Com retórica ambígua sobre o bem-estar dos cidadãos a Declaração do Rio não avança estratégias para mudanças políticas e econômicas

Foto: Dayane Martins

O Sr. Considera que a CMDSS alcançou seu objetivo de avançar na definição de estratégias de combate às iniquidades em saúde por meio da ação sobre os DSS? O que mereceria destaque nesse sentido?

Creio que não. As proposições contidas na Declaração do Rio de Janeiro (Rio Political Declaration on Social Determinants of Health) estão aquém mesmo daquelas apresentadas pela Comissão sobre Determinantes Sociais da Saúde da OMS, cujo Relatório foi divulgado em 2008 tais como: 1. Melhorar as condições de vida; 2. Combater a distribuição desigual de poder, dinheiro e recursos; 3. Medir a magnitude do problema, compreendê-lo e avaliar o impacto das intervenções. Evidentemente que, exceto o terceiro propósito, cujas respostas podem surgir da pesquisa e da técnica, os demais implicam profundas mudanças políticas e econômicas no mundo e em cada país. Políticas destinadas ao combate das mudanças climáticas, emprego pleno e justo como objetivo comum de instituições internacionais, fortalecimento da representação dos trabalhadores e normas trabalhistas para trabalhadores formais e informais exigiriam o enfrentamento do colapso ambiental e financeiro que atinge presentemente a humanidade e com consequências para as gerações futuras. Do mesmo modo, reforçar o papel do Estado na prestação de serviços de saúde e na regulação de bens e serviços que afetam a saúde, bem como expandir a proteção social, criando sistemas de saúde com cobertura universal, constituem iniciativas de grande relevância para o bem-estar dos cidadãos. Essas proposições ficaram diluídas na retórica ambígua da Declaração, não avançando no estabelecimento de estratégias.
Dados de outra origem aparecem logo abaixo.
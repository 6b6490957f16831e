#![forbid(unsafe_code)]

use serde_json::{json, Map, Value};

use aletheia_engines::vt1baseline::{Vt1BaselineConfig, Vt1BaselineRuntime};
use aletheia_engines::vt1content::{Vt1ContentConfig, Vt1ContentRuntime};
use aletheia_engines::vt1dissonance::{Vt1DissonanceConfig, Vt1DissonanceRuntime};
use aletheia_engines::vt1micro::{Vt1MicroConfig, Vt1MicroRuntime};
use aletheia_engines::vt1risk::{Vt1RiskConfig, Vt1RiskRuntime};
use aletheia_kernel_contracts::vt1baseline::{UserVoiceBaseline, BASELINE_MIN_SESSIONS};
use aletheia_kernel_contracts::vt1content::Transcript;
use aletheia_kernel_contracts::vt1cultural::{CulturalPatternMatch, CulturalSeverity};
use aletheia_kernel_contracts::vt1lexicon::{PhraseTable, RiskLexicon};
use aletheia_kernel_contracts::vt1turn::{
    Vt1TurnOk, Vt1TurnRefuse, Vt1TurnRequest, VT1TURN_CONTRACT_VERSION,
};
use aletheia_kernel_contracts::vt1voice::{
    AcousticFeatureVector, VoiceEmotionLabel, VoiceEmotionSignal, VT1VOICE_CONTRACT_VERSION,
};
use aletheia_kernel_contracts::{
    CorrelationId, MonotonicTimeNs, ReasonCodeId, SessionId, TurnId,
};
use aletheia_os::vt1turn::{
    reason_codes, Vt1TurnOutcome, Vt1TurnPipeline, Vt1TurnWiringConfig,
};

pub type MvpPipeline = Vt1TurnPipeline<
    Vt1ContentRuntime,
    Vt1MicroRuntime,
    Vt1BaselineRuntime,
    Vt1DissonanceRuntime,
    Vt1RiskRuntime,
>;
Como chamei a atenção neste portal, antes da realização da CMDSS, a atual crise financeira global amplia as desigualdades sociais, além do fato de organizações do sistema das Nações Unidas atuarem na contramão das políticas sociais e dos sistemas públicos de saúde universais. Defendia que a Declaração do Rio de Janeiro fosse mais que uma declaração de princípios, contemplando questões como aquelas levantadas pelo Prof. Ronald Labonté (Ottawa, Canadá): o colapso do mercado financeiro, o colapso ecológico e as crescentes desigualdades globais. Quase nada disso foi debatido e muito menos indicado sobre o que fazer. Reconheço que uma declaração política como a do Rio reflete uma dada correlação de forças entre Estados e por isso não tinha muitas ilusões sobre a possibilidade de um texto progressista. Diferentemente de Alma Ata na qual o poder dos Estados Unidos encontrava algum contraponto, a CMDSS expressou a hegemonia atual daquele país e dos seus aliados, com pouco espaço para o debate, reflexão e crítica. Ainda assim, muitos brasileiros, organizações e movimentos sociais como o Cebes, a Alames, CUT, CTA, Peoples Health Movement, entre outros, manifestaram a sua posição contra a mercantilização da vida e a banalização do conceito de determinantes sociais da saúde.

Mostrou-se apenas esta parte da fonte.